### Activity
Find "for one request." and "#[instrument(skip_all, fields(count = request.count(), format" in the records below. Copy the lines holding them and every line between, exactly, and no others.

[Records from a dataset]
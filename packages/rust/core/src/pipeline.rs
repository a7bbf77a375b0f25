//! End-to-end top-news pipeline.
//!
//! Gather → deduplicate → score and rank → top-N → present. A
//! [`NewsService`] holds only read-only configuration and a shared HTTP
//! client; each request builds and drops its own article collection.

use std::time::Instant;

use reqwest::Client;
use serde::Serialize;
use tracing::{info, instrument};

use hotnews_shared::{
    AppConfig, Article, HotNewsError, MAX_TOP_N, MIN_TOP_N, OutputFormat, Result, ScoringConfig,
};
use hotnews_sources::{Source, SourceOutcome, build_client};

use crate::aggregator::{self, Aggregation};
use crate::dedup::deduplicate;
use crate::presenter::{self, TopNews};
use crate::scoring::{score_and_rank, top_n};

// ---------------------------------------------------------------------------
// Progress
// ---------------------------------------------------------------------------

/// Progress callback for reporting pipeline status.
pub trait ProgressReporter: Send + Sync {
    /// Called when entering a new phase.
    fn phase(&self, name: &str);
    /// Called as each source's outcome is collected, in source order.
    fn source_done(&self, outcome: &SourceOutcome);
}

/// No-op progress reporter for headless/test usage.
pub struct SilentProgress;

impl ProgressReporter for SilentProgress {
    fn phase(&self, _name: &str) {}
    fn source_done(&self, _outcome: &SourceOutcome) {}
}

// ---------------------------------------------------------------------------
// Requests and reports
// ---------------------------------------------------------------------------

/// A validated top-news request.
#[derive(Debug, Clone, Copy, PartialEq, Eq)]
pub struct TopNewsRequest {
    count: usize,
    format: OutputFormat,
}

impl TopNewsRequest {
    /// Validate the requested count against `[1, 20]`.
    pub fn new(count: usize, format: OutputFormat) -> Result<Self> {
        if !(MIN_TOP_N..=MAX_TOP_N).contains(&count) {
            return Err(HotNewsError::validation(format!(
                "count must be between {MIN_TOP_N} and {MAX_TOP_N}, got {count}"
            )));
        }
        Ok(Self { count, format })
    }

    pub fn count(&self) -> usize {
        self.count
    }

    pub fn format(&self) -> OutputFormat {
        self.format
    }
}

impl Default for TopNewsRequest {
    fn default() -> Self {
        Self {
            count: 5,
            format: OutputFormat::Json,
        }
    }
}

/// Raw samples from the first feed and the first hot page.
#[derive(Debug, Clone, Default, Serialize)]
pub struct ProbeReport {
    pub feed_sample: Vec<Article>,
    pub hot_sample: Vec<Article>,
    pub total_fetched: usize,
}

// ---------------------------------------------------------------------------
// Pipeline
// ---------------------------------------------------------------------------

/// Deduplicate, score, rank, and cut a gathered batch down to `n`.
pub fn select_top(articles: Vec<Article>, n: usize, scoring: &ScoringConfig) -> Vec<Article> {
    let unique = deduplicate(articles, scoring);
    let ranked = score_and_rank(unique, scoring);
    top_n(ranked, n)
}

/// Configured sources plus the client used to reach them.
#[derive(Debug, Clone)]
pub struct NewsService {
    config: AppConfig,
    sources: Vec<Source>,
    client: Client,
}

impl NewsService {
    /// Validate the config, compile every source, and build the HTTP client.
    pub fn new(config: AppConfig) -> Result<Self> {
        config.validate()?;
        let sources = config
            .sources
            .iter()
            .map(Source::from_config)
            .collect::<Result<Vec<_>>>()?;
        let client = build_client(&config.fetch)?;

        Ok(Self {
            config,
            sources,
            client,
        })
    }

    pub fn config(&self) -> &AppConfig {
        &self.config
    }

    pub fn sources(&self) -> &[Source] {
        &self.sources
    }

    /// Build a request from the configured defaults.
    pub fn default_request(&self) -> Result<TopNewsRequest> {
        TopNewsRequest::new(self.config.defaults.count, self.config.defaults.format)
    }

    /// Gather from every source without further processing.
    pub async fn gather(&self, progress: &dyn ProgressReporter) -> Aggregation {
        aggregator::gather(&self.sources, &self.client, &self.config.fetch, progress).await
    }

    /// Run the full pipeline for one request.
    ///
    /// Fails with [`HotNewsError::NoArticles`] only when no source produced
    /// anything; partial source failures are logged and skipped.
    #[instrument(skip_all, fields(count = request.count(), format = %request.format()))]
    pub async fn top_news(
        &self,
        request: &TopNewsRequest,
        progress: &dyn ProgressReporter,
    ) -> Result<TopNews> {
        let start = Instant::now();

        progress.phase("Fetching sources");
        let gathered = self.gather(progress).await.into_articles();
        if gathered.is_empty() {
            return Err(HotNewsError::NoArticles);
        }
        let fetched = gathered.len();

        progress.phase("Ranking articles");
        let selected = select_top(gathered, request.count(), &self.config.scoring);

        info!(
            fetched,
            selected = selected.len(),
            duration_ms = start.elapsed().as_millis() as u64,
            "top news ready"
        );
        Ok(presenter::render(selected, request.format()))
    }

    /// Fetch one article from the first feed and one from the first hot page.
    ///
    /// A missing source kind, or a failing one, leaves its sample empty.
    #[instrument(skip_all)]
    pub async fn probe(&self, progress: &dyn ProgressReporter) -> Result<ProbeReport> {
        let feed = self
            .sources
            .iter()
            .find(|s| matches!(s, Source::Feed(_)))
            .map(|s| s.with_limit(1));
        let hot = self
            .sources
            .iter()
            .find(|s| matches!(s, Source::HotPage(_)))
            .map(|s| s.with_limit(1));

        let picked: Vec<Source> = feed.iter().chain(hot.iter()).cloned().collect();
        progress.phase("Probing sources");
        let mut outcomes =
            aggregator::gather(&picked, &self.client, &self.config.fetch, progress)
                .await
                .outcomes
                .into_iter();

        let feed_sample = match feed {
            Some(_) => outcomes.next().map(SourceOutcome::into_articles).unwrap_or_default(),
            None => Vec::new(),
        };
        let hot_sample = match hot {
            Some(_) => outcomes.next().map(SourceOutcome::into_articles).unwrap_or_default(),
            None => Vec::new(),
        };

        let total_fetched = feed_sample.len() + hot_sample.len();
        info!(total_fetched, "probe finished");
        Ok(ProbeReport {
            feed_sample,
            hot_sample,
            total_fetched,
        })
    }
}
//! Hot-page adapter.
//!
//! Scrapes a single "most read" HTML page. Page layouts drift, so extraction
//! is an ordered list of [`Strategy`] values: each one either yields items or
//! comes back empty, and the first non-empty result is used. Every article
//! from this page starts with the configured seed score.

use std::collections::HashSet;
use std::sync::Arc;

use chrono::Utc;
use regex::Regex;
use reqwest::Client;
use scraper::{ElementRef, Html, Selector};
use tracing::{debug, instrument};
use url::Url;

use hotnews_shared::{Article, ExtractionStrategy, HotNewsError, Result};

use crate::http::fetch_bytes;

// ---------------------------------------------------------------------------
// Strategies
// ---------------------------------------------------------------------------

/// A compiled extraction strategy.
#[derive(Debug, Clone)]
pub enum Strategy {
    /// Item containers with a title link and optional byline inside each.
    Selector {
        container: Selector,
        titles: Vec<Selector>,
        byline: Option<Selector>,
    },
    /// Every link on the page whose target looks like an article.
    LinkScan {
        links: Selector,
        href_pattern: Regex,
        min_title_chars: usize,
    },
}

/// One headline found on the page, before it becomes an [`Article`].
#[derive(Debug, Clone, PartialEq)]
struct HotItem {
    title: String,
    url: String,
    byline: Option<String>,
}

impl Strategy {
    /// Compile a strategy from config, rejecting bad selectors or patterns.
    pub fn compile(config: &ExtractionStrategy) -> Result<Self> {
        match config {
            ExtractionStrategy::Selector {
                container,
                title,
                byline,
            } => {
                if title.is_empty() {
                    return Err(HotNewsError::config(format!(
                        "selector strategy '{container}' has no title selectors"
                    )));
                }
                Ok(Self::Selector {
                    container: parse_selector(container)?,
                    titles: title
                        .iter()
                        .map(|s| parse_selector(s))
                        .collect::<Result<_>>()?,
                    byline: byline.as_deref().map(parse_selector).transpose()?,
                })
            }
            ExtractionStrategy::LinkScan {
                href_pattern,
                min_title_chars,
            } => Ok(Self::LinkScan {
                links: parse_selector("a[href]")?,
                href_pattern: Regex::new(href_pattern).map_err(|e| {
                    HotNewsError::config(format!("invalid href pattern '{href_pattern}': {e}"))
                })?,
                min_title_chars: *min_title_chars,
            }),
        }
    }

    /// Short name for tracing.
    pub fn name(&self) -> &'static str {
        match self {
            Self::Selector { .. } => "selector",
            Self::LinkScan { .. } => "link_scan",
        }
    }

    fn extract(&self, doc: &Html, base: &Url, limit: usize) -> Vec<HotItem> {
        match self {
            Self::Selector {
                container,
                titles,
                byline,
            } => doc
                .select(container)
                .take(limit)
                .filter_map(|item| {
                    let link = titles.iter().find_map(|sel| item.select(sel).next())?;
                    let title = element_text(&link);
                    let url = resolve(base, link.value().attr("href")?)?;
                    if title.is_empty() {
                        return None;
                    }
                    let byline = byline
                        .as_ref()
                        .and_then(|sel| item.select(sel).next())
                        .map(|el| element_text(&el))
                        .filter(|b| !b.is_empty());
                    Some(HotItem { title, url, byline })
                })
                .collect(),

            Self::LinkScan {
                links,
                href_pattern,
                min_title_chars,
            } => {
                let mut seen = HashSet::new();
                doc.select(links)
                    .filter_map(|a| {
                        let href = a.value().attr("href")?;
                        if !href_pattern.is_match(href) {
                            return None;
                        }
                        let title = element_text(&a);
                        if title.chars().count() <= *min_title_chars {
                            return None;
                        }
                        let url = resolve(base, href)?;
                        Some(HotItem {
                            title,
                            url,
                            byline: None,
                        })
                    })
                    .filter(|item| seen.insert(item.url.clone()))
                    .take(limit)
                    .collect()
            }
        }
    }
}

fn parse_selector(css: &str) -> Result<Selector> {
    Selector::parse(css)
        .map_err(|e| HotNewsError::config(format!("invalid CSS selector '{css}': {e}")))
}

/// Trimmed text content with internal whitespace collapsed.
fn element_text(el: &ElementRef<'_>) -> String {
    el.text()
        .flat_map(str::split_whitespace)
        .collect::<Vec<_>>()
        .join(" ")
}

/// Resolve an `href` against the page URL, skipping non-navigational links.
fn resolve(base: &Url, href: &str) -> Option<String> {
    let href = href.trim();
    if href.is_empty() || href.starts_with('#') || href.starts_with("javascript:") {
        return None;
    }
    base.join(href).ok().map(String::from)
}

// ---------------------------------------------------------------------------
// HotPageSource
// ---------------------------------------------------------------------------

/// A hot page plus the strategies used to read it.
#[derive(Debug, Clone)]
pub struct HotPageSource {
    url: Url,
    tag: String,
    limit: usize,
    seed_score: f64,
    strategies: Arc<[Strategy]>,
}

impl HotPageSource {
    pub fn new(
        url: &str,
        tag: &str,
        limit: usize,
        seed_score: f64,
        strategies: &[ExtractionStrategy],
    ) -> Result<Self> {
        let url = Url::parse(url)
            .map_err(|e| HotNewsError::config(format!("hot page '{tag}' has invalid URL '{url}': {e}")))?;
        if limit == 0 {
            return Err(HotNewsError::config(format!("hot page '{tag}' has limit 0")));
        }
        if strategies.is_empty() {
            return Err(HotNewsError::config(format!(
                "hot page '{tag}' has no extraction strategies"
            )));
        }

        let strategies = strategies
            .iter()
            .map(Strategy::compile)
            .collect::<Result<Vec<_>>>()?;

        Ok(Self {
            url,
            tag: tag.to_string(),
            limit,
            seed_score,
            strategies: strategies.into(),
        })
    }

    pub fn tag(&self) -> &str {
        &self.tag
    }

    pub fn url(&self) -> &Url {
        &self.url
    }

    pub fn limit(&self) -> usize {
        self.limit
    }

    /// Cap this source at a different (non-zero) limit.
    pub fn with_limit(mut self, limit: usize) -> Self {
        self.limit = limit.max(1);
        self
    }

    /// Fetch the page and extract its headlines.
    #[instrument(skip_all, fields(url = %self.url, limit = self.limit))]
    pub async fn fetch(&self, client: &Client) -> Result<Vec<Article>> {
        let body = fetch_bytes(client, self.url.as_str()).await?;
        let html = String::from_utf8_lossy(&body);
        Ok(self.extract(&html))
    }

    /// Run the strategies in order against a page and build articles from
    /// the first one that yields a usable item. Containers without a title
    /// link count as a miss.
    pub fn extract(&self, html: &str) -> Vec<Article> {
        let doc = Html::parse_document(html);

        for strategy in self.strategies.iter() {
            let items = strategy.extract(&doc, &self.url, self.limit);
            if items.is_empty() {
                debug!(strategy = strategy.name(), "strategy found nothing");
                continue;
            }

            debug!(strategy = strategy.name(), count = items.len(), "strategy matched");
            let captured_at = Utc::now();
            return items
                .into_iter()
                .map(|item| {
                    let source = match &item.byline {
                        Some(byline) => format!("{} ({byline})", self.tag),
                        None => self.tag.clone(),
                    };
                    Article::new(item.title, item.url, source)
                        .published(captured_at)
                        .with_score(self.seed_score)
                })
                .collect();
        }

        debug!("no strategy matched the page");
        Vec::new()
    }
}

### Output for this task
    /// Run the full pipeline for one request.
    ///
    /// Fails with [`HotNewsError::NoArticles`] only when no source produced
    /// anything; partial source failures are logged and skipped.
    #[instrument(skip_all, fields(count = request.count(), format = %request.format()))]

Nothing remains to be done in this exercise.